§ TASK DIRECTIONS
Whenever a line of the data below holds the string "createdAt", copy that line.

Start of INFORMATION

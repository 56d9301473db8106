// SPDX-License-Identifier: MIT

fn summary_from_envelope(
    envelope: ProjectDocumentJson,
    path: PathBuf,
) -> Result<ProjectSummary, StoreError> {
    let id: ProjectId = envelope.id.parse().map_err(|source| StoreError::InvalidId {
        field: "id",
        value: envelope.id.clone(),
        source: Box::new(source),
    })?;

    Ok(ProjectSummary::new(
        id,
        envelope.title,
        envelope.kind,
        path,
        envelope.created_at,
        envelope.updated_at,
    ))
}

fn document_from_envelope(envelope: ProjectDocumentJson) -> Result<ProjectDocument, StoreError> {
    let id: ProjectId = envelope.id.parse().map_err(|source| StoreError::InvalidId {
        field: "id",
        value: envelope.id.clone(),
        source: Box::new(source),
    })?;

    let content = DocumentContent::from_blob(SnapshotBlob::from_string(envelope.content));

    // Older documents carry no top-level createdAt; the snapshot inside the
    // content still does.
    let created_at = envelope
        .created_at
        .or_else(|| created_at_from_content(&content));

    Ok(ProjectDocument::new(
        id,
        envelope.title,
        envelope.kind,
        created_at,
        envelope.updated_at,
        content,
    ))
}

fn created_at_from_content(content: &DocumentContent) -> Option<DateTime<Utc>> {
    let raw = content.as_structured()?.get("createdAt")?.as_str()?;
    DateTime::parse_from_rfc3339(raw)
        .ok()
        .map(|stamp| stamp.with_timezone(&Utc))
}

/// Case-insensitive title ordering. A stand-in for full locale collation that
/// keeps mixed-case catalogs grouped sensibly.
fn title_cmp(a: &str, b: &str) -> Ordering {
    a.to_lowercase()
        .cmp(&b.to_lowercase())
        .then_with(|| a.cmp(b))
}

/// Rejects any path that could step outside a storage root when joined onto
/// it: absolute paths, drive prefixes, and `..` components.
pub(crate) fn validate_relative_path(field: &'static str, path: &Path) -> Result<(), StoreError> {
    let invalid = || StoreError::InvalidRelativePath {
        field,
        value: path.to_path_buf(),
    };

    if path.as_os_str().is_empty() {
        return Err(invalid());
    }
    for component in path.components() {
        match component {
            Component::Normal(_) | Component::CurDir => {}
            Component::ParentDir | Component::Prefix(_) | Component::RootDir => {
                return Err(invalid());
            }
        }
    }
    Ok(())
}

/// Re-expresses `path` relative to `root`, failing when it does not live
/// underneath it.
fn to_relative_path<'a>(
    root: &Path,
    path: &'a Path,
    field: &'static str,
) -> Result<&'a Path, StoreError> {
    let relative = path.strip_prefix(root).map_err(|_| StoreError::PathOutsideRoot {
        root: root.to_path_buf(),
        path: path.to_path_buf(),
    })?;
    validate_relative_path(field, relative)?;
    Ok(relative)
}

/// Atomically replaces `path` (which must resolve under `root`) with
/// `contents`: write a uniquely named temp file beside the target, then rename
/// it into place. Readers observe either the old file or the new one, never a
/// partial write. Refuses to write through a symlink.
pub(crate) fn write_atomic_in_root(
    root: &Path,
    path: &Path,
    contents: &[u8],
    durability: WriteDurability,
) -> Result<(), StoreError> {
    fs::create_dir_all(root).map_err(|source| StoreError::Io {
        path: root.to_path_buf(),
        source,
    })?;
    to_relative_path(root, path, "path")?;

    match fs::symlink_metadata(path) {
        Ok(metadata) if metadata.file_type().is_symlink() => {
            return Err(StoreError::SymlinkRefused {
                path: path.to_path_buf(),
            });
        }
        Ok(_) => {}
        Err(source) if source.kind() == io::ErrorKind::NotFound => {}
        Err(source) => {
            return Err(StoreError::Io {
                path: path.to_path_buf(),
                source,
            });
        }
    }

    let parent = path.parent().unwrap_or(root);
    let file_name = path
        .file_name()
        .and_then(|name| name.to_str())
        .ok_or_else(|| StoreError::InvalidRelativePath {
            field: "path",
            value: path.to_path_buf(),
        })?;
    let nanos = SystemTime::now()
        .duration_since(UNIX_EPOCH)
        .map(|elapsed| elapsed.as_nanos())
        .unwrap_or(0);
    let temp_path = parent.join(format!(".bulb.tmp.{file_name}.{nanos}"));

    let io_err = |at: &Path| {
        let at = at.to_path_buf();
        move |source| StoreError::Io { path: at, source }
    };

    let mut temp = fs::OpenOptions::new()
        .write(true)
        .create_new(true)
        .open(&temp_path)
        .map_err(io_err(&temp_path))?;
    temp.write_all(contents).map_err(io_err(&temp_path))?;
    if durability == WriteDurability::Durable {
        temp.sync_all().map_err(io_err(&temp_path))?;
    }
    drop(temp);

    if let Err(source) = rename_overwrite(&temp_path, path) {
        let _ = fs::remove_file(&temp_path);
        return Err(StoreError::Io {
            path: path.to_path_buf(),
            source,
        });
    }

    #[cfg(unix)]
    if durability == WriteDurability::Durable {
        // Persist the rename itself by syncing the containing directory.
        if let Ok(dir) = fs::File::open(parent) {
            let _ = dir.sync_all();
        }
    }

    Ok(())
}

#[cfg(not(windows))]
fn rename_overwrite(from: &Path, to: &Path) -> io::Result<()> {
    fs::rename(from, to)
}

/// Windows `rename` refuses to replace an existing file; fall back to
/// remove-then-rename there.
#[cfg(windows)]
fn rename_overwrite(from: &Path, to: &Path) -> io::Result<()> {
    match fs::rename(from, to) {
        Ok(()) => Ok(()),
        Err(_) => {
            match fs::remove_file(to) {
                Ok(()) => {}
                Err(err) if err.kind() == io::ErrorKind::NotFound => {}
                Err(err) => return Err(err),
            }
            fs::rename(from, to)
        }
    }
}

End of INFORMATION

§ YOUR RESPONSE
    // Older documents carry no top-level createdAt; the snapshot inside the
    let raw = content.as_structured()?.get("createdAt")?.as_str()?;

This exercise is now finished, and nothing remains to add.